Doctor Jones, Doctor Jones......

Today, I travelled by train, due to having no other, feasible option. In hindsight, perhaps walking in, plagued by blisters, lack of footpaths, and renegade cyclists, would've been nicer.

Well, to be fair, it does make my top five in the pleasant experiences with National Rail list. So much so, that as I walked underneath the puppy billboard, I even managed to relax my hands (tight balls of anger as standard), concentrate on the path ahead (glaring at devilish advertisement and walk into commuter as standard) AND think happy thoughts (death threats to artist as standard).

But as you've hopefully come to expect from me, I do have a gripe. And my gripe (if the word can be wielded in such a fashion) is with Doctors. I remember a time, albeit coated in the fuzzy paint of childhood nostalgia, when I had one Doctor, one nice, fatherly looking Doctor, who pandered to my every complaint. A Doctor, who managed to feign warmth, concern, and having all the time in the world. There was magic cream which would take the pain away, sensible jumpers, clean white coats, and a prompt prescription.

Oh the times they are a changing! Now, you sit, with an embarrassing copy of heat, reading about the woman who gave birth to herself. After you've signed yourself in to a Doctor you've never had. This assignment appears to operate on a kind of pot luck system. There are roughly twelve Doctors at my medical practice, and I rarely see the same one twice. Which is great. Because I'd hate a friendly rapport and familiarity to develop. I'd hate to be genuinely comfortable to discuss the tail developing at the end of my spine/inability to urinate/blindness in one eye with one person. Instead, a myriad of strangers partake in the the bizarre state of my health.

So there you are, jumping out of your skin, as the pixel board above orders each of you in turn to your Doctor, with a needle-sharp ping. Thirty minutes later than expected, it's your go. Now, here's where the fun begins. The practice in Morley have cleverly devised a maze system, where to see your Doctor, you first have to earn the rite. The idea being, that if you can't find them, shitter for you. And this is exactly why appointments run over. Their offices are hidden in cubby holes, round corners, in nooks and crannies, under the carpet, in the toilet etc. One would not be altogether surprised to discover the fabled minotaur.

You're in, you're safe.

Scenario 1: Some early twenties man in jeans is typing on a computer. You provide a list of symptoms, which they input into Google (or some similar programme). Rather pleased with themselves, they print the sourced information off for you to read. You, in your charmingly hypochondriac fashion, have already deduced this. Thanks.
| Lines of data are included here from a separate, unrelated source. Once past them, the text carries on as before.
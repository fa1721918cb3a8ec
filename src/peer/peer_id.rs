use rand::Rng as _;
use std::fmt;

const PEER_ID_PREFIX: &[u8] = b"-BF0001-";

/// A 20-byte peer identifier (Azureus-style).
#[derive(Clone, Copy, PartialEq, Eq, Hash)]
pub struct PeerId(pub [u8; 20]);

impl PeerId {
    pub fn generate() -> Self {
        let mut id = [0u8; 20];
        id[..8].copy_from_slice(PEER_ID_PREFIX);
        rand::rng().fill(&mut id[8..]);
        Self(id)
    }

    pub fn from_bytes(bytes: [u8; 20]) -> Self {
        Self(bytes)
    }

    pub fn as_bytes(&self) -> &[u8; 20] {
        &self.0
    }

    /// Formats the id as 40 lowercase hex characters.
    pub fn to_hex(&self) -> String {
        self.0
            .iter()
            .fold(String::with_capacity(40), |mut s, b| {
                use std::fmt::Write;
                let _ = write!(s, "{:02x}", b);
                s
            })
    }

    /// Extracts the client tag from an Azureus-style id, if present.
    pub fn client_id(&self) -> Option<&str> {
        if self.0[0] == b'-' && self.0[7] == b'-' {
            std::str::from_utf8(&self.0[1..7]).ok()
        } else {
            None
        }
    }
}

impl fmt::Debug for PeerId {
    fn fmt(&self, f: &mut fmt::Formatter<'_>) -> fmt::Result {
        if let Some(client) = self.client_id() {
            write!(f, "PeerId({})", client)
        } else {
            write!(f, "PeerId({:02x?})", &self.0[..8])
        }
    }
}

impl fmt::Display for PeerId {
    fn fmt(&self, f: &mut fmt::Formatter<'_>) -> fmt::Result {
        write!(f, "{}", self.to_hex())
    }
}
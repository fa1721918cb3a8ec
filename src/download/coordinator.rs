use std::net::SocketAddrV4;
use std::path::Path;
use std::sync::Arc;

use bytes::{Bytes, BytesMut};
use tokio::sync::{mpsc, Mutex};
use tokio::task::JoinSet;
use tracing::{debug, info, warn};

use super::error::DownloadError;
use crate::metainfo::{Info, InfoHash};
use crate::peer::{PeerError, PeerId, PeerSession};

/// Upper bound on concurrent peer sessions.
pub const MAX_WORKERS: usize = 10;

/// Attempts granted to each piece before it is declared failed.
pub const MAX_ATTEMPTS: u32 = 10;

/// A piece queued for download.
#[derive(Debug, Clone, Copy)]
struct PieceWork {
    index: u32,
    attempt: u32,
}

/// A piece that downloaded and verified successfully.
#[derive(Debug)]
struct DownloadedPiece {
    index: u32,
    data: Bytes,
}

/// Downloads all pieces of a torrent from a set of peers.
///
/// Workers are stateless: each pulls a piece index from a shared queue,
/// opens a fresh connection to its peer, downloads and verifies the piece,
/// and either reports the bytes or re-queues the index with a bumped
/// attempt counter. Idle peers drain the queue faster than slow ones, so
/// work migrates to whoever can serve it.
pub struct Downloader {
    info: Arc<Info>,
    info_hash: InfoHash,
    peer_id: PeerId,
}

impl Downloader {
    pub fn new(info: Info, info_hash: InfoHash, peer_id: PeerId) -> Self {
        Self {
            info: Arc::new(info),
            info_hash,
            peer_id,
        }
    }

    /// Downloads every piece and returns the assembled file contents.
    ///
    /// Fails with [`DownloadError::PiecesFailed`] listing the indices that
    /// exhausted their retry budget.
    pub async fn download_all(&self, peers: &[SocketAddrV4]) -> Result<Bytes, DownloadError> {
        if peers.is_empty() {
            return Err(DownloadError::NoPeers);
        }

        let num_pieces = self.info.num_pieces();
        if num_pieces == 0 {
            return Ok(Bytes::new());
        }
        let num_workers = peers.len().min(MAX_WORKERS);

        // Each channel holds num_pieces items and at most one live work item
        // exists per piece index, so no send ever blocks on a consumer.
        let (work_tx, work_rx) = mpsc::channel::<PieceWork>(num_pieces);
        let (results_tx, mut results_rx) = mpsc::channel::<DownloadedPiece>(num_pieces);
        let (failures_tx, mut failures_rx) = mpsc::channel::<u32>(num_pieces);

        for index in 0..num_pieces as u32 {
            // The receiver is still in scope, the queue cannot be full.
            let _ = work_tx.try_send(PieceWork { index, attempt: 1 });
        }

        info!(
            pieces = num_pieces,
            peers = peers.len(),
            workers = num_workers,
            "starting download"
        );

        let work_rx = Arc::new(Mutex::new(work_rx));
        let mut workers = JoinSet::new();
        for &addr in peers.iter().take(num_workers) {
            workers.spawn(piece_worker(
                addr,
                self.info.clone(),
                self.info_hash,
                self.peer_id,
                work_tx.clone(),
                work_rx.clone(),
                results_tx.clone(),
                failures_tx.clone(),
            ));
        }
        drop(work_tx);

        let mut pieces: Vec<Option<Bytes>> = vec![None; num_pieces];
        let mut failed: Vec<u32> = Vec::new();
        let mut settled = 0usize;

        while settled < num_pieces {
            tokio::select! {
                Some(piece) = results_rx.recv() => {
                    pieces[piece.index as usize] = Some(piece.data);
                    settled += 1;
                }
                Some(index) = failures_rx.recv() => {
                    failed.push(index);
                    settled += 1;
                }
            }
        }

        // Every piece is accounted for; closing the queue lets the workers
        // drain and exit.
        work_rx.lock().await.close();
        while workers.join_next().await.is_some() {}

        if !failed.is_empty() {
            failed.sort_unstable();
            return Err(DownloadError::PiecesFailed(failed));
        }

        let mut file = BytesMut::with_capacity(self.info.length as usize);
        for piece in pieces.into_iter().flatten() {
            file.extend_from_slice(&piece);
        }

        info!(bytes = file.len(), "download complete");
        Ok(file.freeze())
    }

    /// Downloads every piece and writes the file to `path`.
    ///
    /// The file lands atomically: bytes go to a `.part` sibling which is
    /// renamed over the target once complete.
    pub async fn download_to(
        &self,
        peers: &[SocketAddrV4],
        path: &Path,
    ) -> Result<(), DownloadError> {
        let file = self.download_all(peers).await?;
        write_atomic(path, &file).await?;
        Ok(())
    }
}

/// Downloads a single piece from one peer over a fresh connection.
pub async fn fetch_piece(
    addr: SocketAddrV4,
    info: &Info,
    info_hash: &InfoHash,
    peer_id: &PeerId,
    index: u32,
) -> Result<Bytes, PeerError> {
    let mut session = PeerSession::connect(addr, info_hash, peer_id, false).await?;
    session.await_bitfield().await?;
    session.express_interest().await?;
    let piece = session
        .download_piece(index, info.piece_size(index), &info.pieces[index as usize])
        .await?;
    session.close();
    Ok(piece)
}

#[allow(clippy::too_many_arguments)]
async fn piece_worker(
    addr: SocketAddrV4,
    info: Arc<Info>,
    info_hash: InfoHash,
    peer_id: PeerId,
    work_tx: mpsc::Sender<PieceWork>,
    work_rx: Arc<Mutex<mpsc::Receiver<PieceWork>>>,
    results_tx: mpsc::Sender<DownloadedPiece>,
    failures_tx: mpsc::Sender<u32>,
) {
    loop {
        let item = { work_rx.lock().await.recv().await };
        let Some(item) = item else { break };

        match fetch_piece(addr, &info, &info_hash, &peer_id, item.index).await {
            Ok(data) => {
                debug!(peer = %addr, piece = item.index, "piece downloaded");
                let _ = results_tx
                    .send(DownloadedPiece {
                        index: item.index,
                        data,
                    })
                    .await;
            }
            Err(err) => {
                warn!(
                    peer = %addr,
                    piece = item.index,
                    attempt = item.attempt,
                    %err,
                    "piece attempt failed"
                );
                if item.attempt < MAX_ATTEMPTS {
                    // Re-queue for any worker; the send only fails once the
                    // collector has closed the queue, and then nothing is
                    // owed anymore.
                    if work_tx
                        .send(PieceWork {
                            index: item.index,
                            attempt: item.attempt + 1,
                        })
                        .await
                        .is_err()
                    {
                        break;
                    }
                } else {
                    let _ = failures_tx.send(item.index).await;
                }
            }
        }
    }
}

async fn write_atomic(path: &Path, data: &[u8]) -> std::io::Result<()> {
    let file_name = path
        .file_name()
        .map(|n| n.to_string_lossy().into_owned())
        .unwrap_or_else(|| "download".to_string());
    let tmp = path.with_file_name(format!("{file_name}.part"));

    tokio::fs::write(&tmp, data).await?;
    tokio::fs::rename(&tmp, path).await?;
    Ok(())
}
Scenario 2: 'Unfortunately we don't know a lot about the condition. You'll just have to learn to get along with it.' Oh, great. I'm glad I booked time off work to find out that the majority of things ailing my body are incurable.

Scenario 3: 'It's okay at the moment. If it gets worse, come back. Oh, take 12,000 Ibuprofren a day.' A.K.A 'Well, you're not currently at death's door and I'm desperate to nip out for a cous cous salad. Please leave'.

Scenario 4 (you have more than one worry): 'I can only cope with one health concern. Make a separate appointment for each concern.' Which you are very pleased to hear. They've been so ridiculously unhelpful with your first query, that you're looking forward to a similar level of competence with any future ones.

Yeah, unless it's one for A&E, I think I'll just whack a plaster on it.